* _RECORDS SHOWN_
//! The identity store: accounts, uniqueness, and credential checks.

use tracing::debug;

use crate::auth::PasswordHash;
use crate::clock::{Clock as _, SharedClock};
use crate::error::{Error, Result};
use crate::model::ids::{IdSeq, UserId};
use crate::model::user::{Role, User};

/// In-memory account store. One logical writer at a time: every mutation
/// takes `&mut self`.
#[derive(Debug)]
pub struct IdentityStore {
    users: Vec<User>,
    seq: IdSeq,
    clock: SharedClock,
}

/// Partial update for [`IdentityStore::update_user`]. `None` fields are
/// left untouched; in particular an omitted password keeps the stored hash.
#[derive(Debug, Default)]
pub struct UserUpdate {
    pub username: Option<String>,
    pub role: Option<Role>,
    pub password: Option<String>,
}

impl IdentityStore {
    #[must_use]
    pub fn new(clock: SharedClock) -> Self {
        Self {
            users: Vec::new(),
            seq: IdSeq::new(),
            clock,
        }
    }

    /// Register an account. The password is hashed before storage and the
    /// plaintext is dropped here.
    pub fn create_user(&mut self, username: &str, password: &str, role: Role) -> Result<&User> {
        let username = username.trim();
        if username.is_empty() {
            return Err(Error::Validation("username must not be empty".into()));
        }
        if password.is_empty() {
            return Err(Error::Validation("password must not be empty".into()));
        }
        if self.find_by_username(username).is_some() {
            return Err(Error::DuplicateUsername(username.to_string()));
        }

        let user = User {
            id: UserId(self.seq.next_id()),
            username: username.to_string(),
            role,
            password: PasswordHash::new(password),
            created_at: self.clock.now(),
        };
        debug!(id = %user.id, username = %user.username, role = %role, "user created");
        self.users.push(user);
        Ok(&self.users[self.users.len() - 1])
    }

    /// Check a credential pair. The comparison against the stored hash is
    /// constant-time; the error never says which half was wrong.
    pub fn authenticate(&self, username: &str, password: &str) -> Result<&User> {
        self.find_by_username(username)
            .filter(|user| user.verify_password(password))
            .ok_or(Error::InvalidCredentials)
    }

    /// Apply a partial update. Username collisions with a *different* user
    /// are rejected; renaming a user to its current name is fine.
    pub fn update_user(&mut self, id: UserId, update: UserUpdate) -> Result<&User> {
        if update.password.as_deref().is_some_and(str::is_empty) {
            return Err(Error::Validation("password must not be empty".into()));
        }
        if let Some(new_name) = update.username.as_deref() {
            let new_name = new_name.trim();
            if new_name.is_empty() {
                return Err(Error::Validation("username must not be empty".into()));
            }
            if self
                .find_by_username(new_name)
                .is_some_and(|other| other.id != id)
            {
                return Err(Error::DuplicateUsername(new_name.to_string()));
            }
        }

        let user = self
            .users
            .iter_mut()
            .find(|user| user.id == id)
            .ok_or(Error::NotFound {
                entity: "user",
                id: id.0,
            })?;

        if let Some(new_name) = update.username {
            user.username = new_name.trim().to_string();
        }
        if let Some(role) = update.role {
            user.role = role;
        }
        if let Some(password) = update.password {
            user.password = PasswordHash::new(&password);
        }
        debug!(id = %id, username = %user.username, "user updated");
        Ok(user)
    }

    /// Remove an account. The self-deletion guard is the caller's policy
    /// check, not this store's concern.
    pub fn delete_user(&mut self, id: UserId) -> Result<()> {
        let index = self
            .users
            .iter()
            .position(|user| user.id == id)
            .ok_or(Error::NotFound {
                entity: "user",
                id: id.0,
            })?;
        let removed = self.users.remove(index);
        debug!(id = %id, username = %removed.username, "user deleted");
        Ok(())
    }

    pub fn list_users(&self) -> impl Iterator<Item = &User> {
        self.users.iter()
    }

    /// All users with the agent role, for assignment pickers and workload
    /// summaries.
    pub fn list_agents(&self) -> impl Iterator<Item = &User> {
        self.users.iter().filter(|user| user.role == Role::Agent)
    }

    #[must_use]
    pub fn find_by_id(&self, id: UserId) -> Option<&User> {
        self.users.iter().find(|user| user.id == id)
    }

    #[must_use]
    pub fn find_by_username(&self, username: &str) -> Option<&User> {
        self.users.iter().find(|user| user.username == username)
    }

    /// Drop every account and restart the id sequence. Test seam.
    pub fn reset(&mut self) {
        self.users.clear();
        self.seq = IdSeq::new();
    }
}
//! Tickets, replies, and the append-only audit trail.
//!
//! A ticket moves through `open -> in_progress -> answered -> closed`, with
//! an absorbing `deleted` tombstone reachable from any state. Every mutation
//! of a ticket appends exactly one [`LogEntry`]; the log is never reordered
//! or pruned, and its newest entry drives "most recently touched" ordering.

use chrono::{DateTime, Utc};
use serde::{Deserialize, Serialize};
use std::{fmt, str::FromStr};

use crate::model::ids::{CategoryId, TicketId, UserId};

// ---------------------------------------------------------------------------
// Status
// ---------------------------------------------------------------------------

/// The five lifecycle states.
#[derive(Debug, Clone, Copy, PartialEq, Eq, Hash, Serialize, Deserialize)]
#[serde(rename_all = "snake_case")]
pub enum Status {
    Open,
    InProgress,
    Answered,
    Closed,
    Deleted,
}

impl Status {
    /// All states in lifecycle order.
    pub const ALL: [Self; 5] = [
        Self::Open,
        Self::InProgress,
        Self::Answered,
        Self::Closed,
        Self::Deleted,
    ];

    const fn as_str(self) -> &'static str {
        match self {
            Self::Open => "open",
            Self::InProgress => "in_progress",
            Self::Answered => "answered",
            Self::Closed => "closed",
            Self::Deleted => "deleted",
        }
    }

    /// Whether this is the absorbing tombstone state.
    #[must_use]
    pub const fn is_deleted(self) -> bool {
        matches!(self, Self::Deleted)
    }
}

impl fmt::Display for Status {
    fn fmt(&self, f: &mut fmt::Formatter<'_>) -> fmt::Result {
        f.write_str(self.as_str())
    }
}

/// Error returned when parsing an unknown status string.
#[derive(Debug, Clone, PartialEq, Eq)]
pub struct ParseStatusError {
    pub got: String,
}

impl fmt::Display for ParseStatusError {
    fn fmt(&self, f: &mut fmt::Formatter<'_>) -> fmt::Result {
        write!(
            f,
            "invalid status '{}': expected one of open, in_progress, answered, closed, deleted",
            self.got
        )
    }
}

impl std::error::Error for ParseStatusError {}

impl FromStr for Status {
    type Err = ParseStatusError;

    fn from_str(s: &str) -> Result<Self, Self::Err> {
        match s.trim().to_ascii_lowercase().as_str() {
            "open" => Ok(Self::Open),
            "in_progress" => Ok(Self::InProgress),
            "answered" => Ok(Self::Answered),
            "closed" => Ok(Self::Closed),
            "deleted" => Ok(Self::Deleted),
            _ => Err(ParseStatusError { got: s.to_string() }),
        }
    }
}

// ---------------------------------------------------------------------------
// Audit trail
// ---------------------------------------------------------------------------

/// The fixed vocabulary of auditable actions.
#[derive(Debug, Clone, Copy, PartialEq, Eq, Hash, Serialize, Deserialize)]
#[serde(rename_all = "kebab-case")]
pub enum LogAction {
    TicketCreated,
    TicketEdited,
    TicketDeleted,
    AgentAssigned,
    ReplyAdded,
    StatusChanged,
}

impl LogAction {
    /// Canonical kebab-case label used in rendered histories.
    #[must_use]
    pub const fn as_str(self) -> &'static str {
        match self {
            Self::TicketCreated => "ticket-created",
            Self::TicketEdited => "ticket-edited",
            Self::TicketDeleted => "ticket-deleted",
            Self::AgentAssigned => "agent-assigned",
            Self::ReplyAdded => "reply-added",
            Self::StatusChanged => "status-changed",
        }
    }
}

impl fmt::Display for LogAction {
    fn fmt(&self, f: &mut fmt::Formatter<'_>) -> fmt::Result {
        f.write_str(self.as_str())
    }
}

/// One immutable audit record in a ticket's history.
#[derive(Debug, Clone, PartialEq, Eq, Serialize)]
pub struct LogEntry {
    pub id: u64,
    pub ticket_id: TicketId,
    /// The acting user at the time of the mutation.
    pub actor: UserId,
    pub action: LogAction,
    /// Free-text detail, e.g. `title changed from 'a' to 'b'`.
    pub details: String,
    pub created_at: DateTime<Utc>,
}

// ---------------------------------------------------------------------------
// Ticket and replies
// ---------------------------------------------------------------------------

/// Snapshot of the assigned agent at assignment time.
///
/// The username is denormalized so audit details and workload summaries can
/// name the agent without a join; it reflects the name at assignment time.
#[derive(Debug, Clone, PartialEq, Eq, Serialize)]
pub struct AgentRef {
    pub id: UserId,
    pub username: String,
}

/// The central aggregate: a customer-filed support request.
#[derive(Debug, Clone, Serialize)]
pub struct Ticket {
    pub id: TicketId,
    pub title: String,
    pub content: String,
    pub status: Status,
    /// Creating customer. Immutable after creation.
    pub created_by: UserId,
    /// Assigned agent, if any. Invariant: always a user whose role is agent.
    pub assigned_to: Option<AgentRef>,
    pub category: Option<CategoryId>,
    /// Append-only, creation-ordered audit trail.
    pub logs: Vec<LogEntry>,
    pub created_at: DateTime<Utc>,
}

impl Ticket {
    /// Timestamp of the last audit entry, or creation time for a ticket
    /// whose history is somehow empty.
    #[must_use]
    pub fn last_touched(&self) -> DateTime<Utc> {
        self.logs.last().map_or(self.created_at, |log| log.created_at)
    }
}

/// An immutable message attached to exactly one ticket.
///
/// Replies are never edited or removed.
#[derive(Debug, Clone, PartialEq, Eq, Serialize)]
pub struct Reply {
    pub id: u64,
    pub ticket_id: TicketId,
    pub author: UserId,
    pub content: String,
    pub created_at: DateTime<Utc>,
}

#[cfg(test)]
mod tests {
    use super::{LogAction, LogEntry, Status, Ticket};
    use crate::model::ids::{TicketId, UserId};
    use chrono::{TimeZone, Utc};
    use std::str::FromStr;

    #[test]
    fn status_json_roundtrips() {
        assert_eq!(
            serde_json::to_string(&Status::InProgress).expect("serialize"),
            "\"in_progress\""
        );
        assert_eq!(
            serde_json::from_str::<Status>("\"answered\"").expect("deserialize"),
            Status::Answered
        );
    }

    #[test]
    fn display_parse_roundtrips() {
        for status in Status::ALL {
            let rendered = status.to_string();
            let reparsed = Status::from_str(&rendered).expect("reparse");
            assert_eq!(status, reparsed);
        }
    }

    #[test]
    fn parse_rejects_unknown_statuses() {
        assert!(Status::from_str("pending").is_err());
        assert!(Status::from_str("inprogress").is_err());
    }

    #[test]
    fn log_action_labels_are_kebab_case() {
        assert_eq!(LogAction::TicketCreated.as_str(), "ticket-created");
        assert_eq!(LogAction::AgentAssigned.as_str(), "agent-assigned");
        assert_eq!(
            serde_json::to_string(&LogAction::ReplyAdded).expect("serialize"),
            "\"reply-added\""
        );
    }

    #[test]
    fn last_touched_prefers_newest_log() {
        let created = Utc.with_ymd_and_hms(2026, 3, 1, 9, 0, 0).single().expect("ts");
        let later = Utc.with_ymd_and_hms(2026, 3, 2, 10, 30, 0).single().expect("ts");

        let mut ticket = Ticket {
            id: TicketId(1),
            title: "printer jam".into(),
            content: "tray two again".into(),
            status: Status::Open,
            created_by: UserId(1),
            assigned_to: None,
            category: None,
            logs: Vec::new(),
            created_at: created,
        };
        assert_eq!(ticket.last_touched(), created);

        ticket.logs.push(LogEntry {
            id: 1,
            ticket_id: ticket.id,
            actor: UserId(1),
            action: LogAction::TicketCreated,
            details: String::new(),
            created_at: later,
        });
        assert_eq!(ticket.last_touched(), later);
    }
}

* _WHAT IS NEEDED_
Scan the entries above. Copy each line that has the string "StatusChanged".

* _ANSWER TO THIS PROBLEM_
    StatusChanged,
            Self::StatusChanged => "status-changed",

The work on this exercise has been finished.